Mi ruta salvaje llega hasta el centro del misterio, atraviesa el huracán y las tormentas para, finalmente, alcanzar el sosegado corazón de mi alma.
Nathan Hope

sábado, 11 de junio de 2011

Historia de un caracol


Cruzaba un caracol la avenida Constitución con parsimonia de caracol cuando yo cruzaba en sentido contrario. El semáforo de peatones anunciaba la inminencia del rojo. Los coches rugían como en la salida de un gran premio de fórmula 1. Había dos opciones; le salvaba la vida o lo abandonaba a su suerte. Con toda seguridad alguno de los vehículos le hubiera pasado por encima ya que al animal, haciendo un cálculo por encima, le quedaban unos 15 minutos para llegar a la acera contraria, situación que tampoco garantizaba su supervivencia. Lo agarré entre el pulgar y el índice de mi mano derecha y aceleré el paso. El caracol giró sobre sí mismo con esa típica contorsión de caracol y me miró con sus antenas. Fue entonces cuando preguntó:
-¿Pero tú que haces? Llego tarde al trabajo.
Ignoro cual puede ser el trabajo de un caracol pero le contesté:
-Tengo un trabajo mejor para ti en mi terraza.
-Ah ,sí? Y tú qué sabrás!!
-Allí tienes un montón de los tuyos que parecen buena gente.
-¿Y qué hago con mi mujer la caracola y mis caracolillos?
-Mañana vamos a buscarlos.
Dudó.
-Y ¿en qué consiste el trabajo que me ofreces?
-No has de hacer nada especial. Sólo tienes que dar color a mi espacio. Tienes hojas para comer y paredes para trepar.
-¿Y si no me apetece?
-¿Porqué no tendría que apetecerte? Parece un buen plan.
-Pues podría no apetecerme porque soy un caracol jubilado, porque soy un vago o simplemente porque no me da la gana. ¿No sé si me explico?
- -Perfectamente, pero me has dicho que te dirigías al trabajo. Me parece que jubilado no estás.
-No seas tan listo y llévame de nuevo a la avenida de una puñetera vez.
-¿Y no sería mejor ir a buscar a la señora caracola y a los pequeños caracolillos para traerlos también a mi casa?
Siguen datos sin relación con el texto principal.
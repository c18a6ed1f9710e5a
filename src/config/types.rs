// Configuration types module
// Defines all configuration-related data structures

use serde::{Deserialize, Serialize};

/// Main configuration structure
#[derive(Debug, Deserialize, Clone)]
pub struct Config {
    pub server: ServerConfig,
    pub logging: LoggingConfig,
    pub performance: PerformanceConfig,
    pub http: HttpConfig,
    pub storage: StorageConfig,
    #[serde(default)]
    pub site: SiteConfig,
}

/// Server configuration
#[derive(Debug, Deserialize, Clone)]
pub struct ServerConfig {
    pub host: String,
    pub port: u16,
    pub workers: Option<usize>,
}

/// Logging configuration
#[derive(Debug, Deserialize, Serialize, Clone)]
pub struct LoggingConfig {
    /// `tracing` filter directive, e.g. `info` or `clinic_intake=debug`
    pub level: String,
    pub access_log: bool,
    /// Access log format (combined, common, json, or custom pattern)
    #[serde(default = "default_access_log_format")]
    pub access_log_format: String,
    /// Log file path (optional, stdout if not set)
    #[serde(default)]
    pub log_file: Option<String>,
}

#[allow(clippy::missing_const_for_fn)]
fn default_access_log_format() -> String {
    "combined".to_string()
}

/// Performance configuration
#[derive(Debug, Deserialize, Clone)]
pub struct PerformanceConfig {
    pub keep_alive_timeout: u64,
    pub read_timeout: u64,
    pub write_timeout: u64,
    pub max_connections: Option<u64>,
}

/// HTTP configuration
#[derive(Debug, Deserialize, Serialize, Clone)]
pub struct HttpConfig {
    pub server_name: String,
    pub enable_cors: bool,
    pub max_body_size: u64,
}

/// Storage configuration
#[derive(Debug, Deserialize, Serialize, Clone)]
pub struct StorageConfig {
    /// Directory holding `leads/`, `partners/` and `quotes/`
    pub data_root: String,
}

/// Public site metadata used for sitemap.xml and robots.txt
#[derive(Debug, Deserialize, Serialize, Clone)]
pub struct SiteConfig {
    #[serde(default = "default_base_url")]
    pub base_url: String,
    #[serde(default = "default_pages")]
    pub pages: Vec<SitePage>,
    /// Condition slugs, each published at `/conditions/<slug>`
    #[serde(default)]
    pub conditions: Vec<String>,
    #[serde(default = "default_robots")]
    pub robots: Vec<RobotsRule>,
}

/// Static page listed in the sitemap
#[derive(Debug, Deserialize, Serialize, Clone, PartialEq)]
pub struct SitePage {
    /// Path below the base URL; empty for the homepage
    pub path: String,
    pub change_frequency: ChangeFrequency,
    pub priority: f32,
}

#[derive(Debug, Deserialize, Serialize, Clone, Copy, PartialEq, Eq)]
#[serde(rename_all = "lowercase")]
pub enum ChangeFrequency {
    Always,
    Hourly,
    Daily,
    Weekly,
    Monthly,
    Yearly,
    Never,
}

impl ChangeFrequency {
    pub const fn as_str(self) -> &'static str {
        match self {
            Self::Always => "always",
            Self::Hourly => "hourly",
            Self::Daily => "daily",
            Self::Weekly => "weekly",
            Self::Monthly => "monthly",
            Self::Yearly => "yearly",
            Self::Never => "never",
        }
    }
}

/// One robots.txt group
#[derive(Debug, Deserialize, Serialize, Clone, PartialEq, Eq)]
pub struct RobotsRule {
    pub user_agent: String,
    #[serde(default)]
    pub allow: Vec<String>,
    #[serde(default)]
    pub disallow: Vec<String>,
}

#[allow(clippy::missing_const_for_fn)]
fn default_base_url() -> String {
    "https://glowheal.in".to_string()
}

fn page(path: &str, change_frequency: ChangeFrequency, priority: f32) -> SitePage {
    SitePage {
        path: path.to_string(),
        change_frequency,
        priority,
    }
}

fn default_pages() -> Vec<SitePage> {
    vec![
        page("", ChangeFrequency::Daily, 1.0),
        page("/about", ChangeFrequency::Monthly, 0.9),
        page("/pricing", ChangeFrequency::Monthly, 0.7),
        page("/book", ChangeFrequency::Monthly, 0.8),
        page("/contact", ChangeFrequency::Monthly, 0.6),
        page("/privacy", ChangeFrequency::Yearly, 0.3),
        page("/terms", ChangeFrequency::Yearly, 0.3),
    ]
}

fn rule(user_agent: &str, disallow: &[&str]) -> RobotsRule {
    RobotsRule {
        user_agent: user_agent.to_string(),
        allow: vec!["/".to_string()],
        disallow: disallow.iter().map(ToString::to_string).collect(),
    }
}

fn default_robots() -> Vec<RobotsRule> {
    vec![
        rule(
            "*",
            &[
                "/api/", "/admin/", "/docs/", "/landing/", "/data/", "/_next/", "/private/",
            ],
        ),
        rule("Googlebot", &["/api/", "/landing/", "/admin/"]),
    ]
}

impl Default for SiteConfig {
    fn default() -> Self {
        Self {
            base_url: default_base_url(),
            pages: default_pages(),
            conditions: Vec::new(),
            robots: default_robots(),
        }
    }
}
Podríais vivir todos allí. Hay espacio de sobra, comida en abundancia y buena música, te lo aseguro.

El caracol mantuvo un largo silencio.

-Está bien. Te he mentido. Ni me dirigía al trabajo, ni existen la caracola, ni los caracolillos. Hace tiempo que un grupo de humanos llegaron a mi aldea y raptaron a toda mi familia. Llevaba tiempo buscándolos. Hoy me he enterado de que acabaron en una paella gigante en la falla del Pilar y pretendía morir atropellado, pero tú me has salvado la vida. Me tenía que cruzar con un puto ecologista.
-Vaya. Lo siento, de verdad, pero insisto; creo que si vienes conmigo puedes iniciar una nueva vida. Incluso puedes encontrar alguna caracolilla guapa.
-Mira, tío, haz lo que te de la gana. Al fin y al cabo estoy atrapado entre tus dedos, flotando en el aire y no puedo decidir. Además tengo un vértigo que te cagas y lo estoy pasando fatal. Nunca he estado a tanta altura.

Entramos en casa. Nos dirigimos a la terraza. Le di a elegir la planta donde quisiera estar. Me dijo que le daba igual, que era un caracol deprimido y que lo que le vendría bien era un whisky y un diazepan.

-Con el diazepán no hay problema, pero tendrás que
conformarte con una mistela.
-Me va bien.

Le serví ambas cosas y lo dejé sobre la hoja más carnosa que encontré. La mistela y el diazepán, sin antes comer algo, le podían sentar como un tiro.

Pasó el día lento y cargado de dudas. Uno no sabe si hace bien las cosas y nunca mide las consecuencias de sus actos.
Aquella noche soñé con caracoles gigantes que trepaban por mi cuerpo y me arrancaban los ojos. Amanecí con una jaqueca terrible. Lo primero que hice fue mirar si el caracol seguía allí. Efectivamente allí estaba, metido en su caparazón.
Pasó el tiempo y no salía al exterior. Al cabo de unos días volví a cogerlo entre mis dedos índice y pulgar. Lo giré lentamente y comprobé que dentro ya no había nadie. No sé si murió por la mistela, por el diazepán o simplemente murió de pena.
Nunca sabemos la consecuencia de nuestros actos.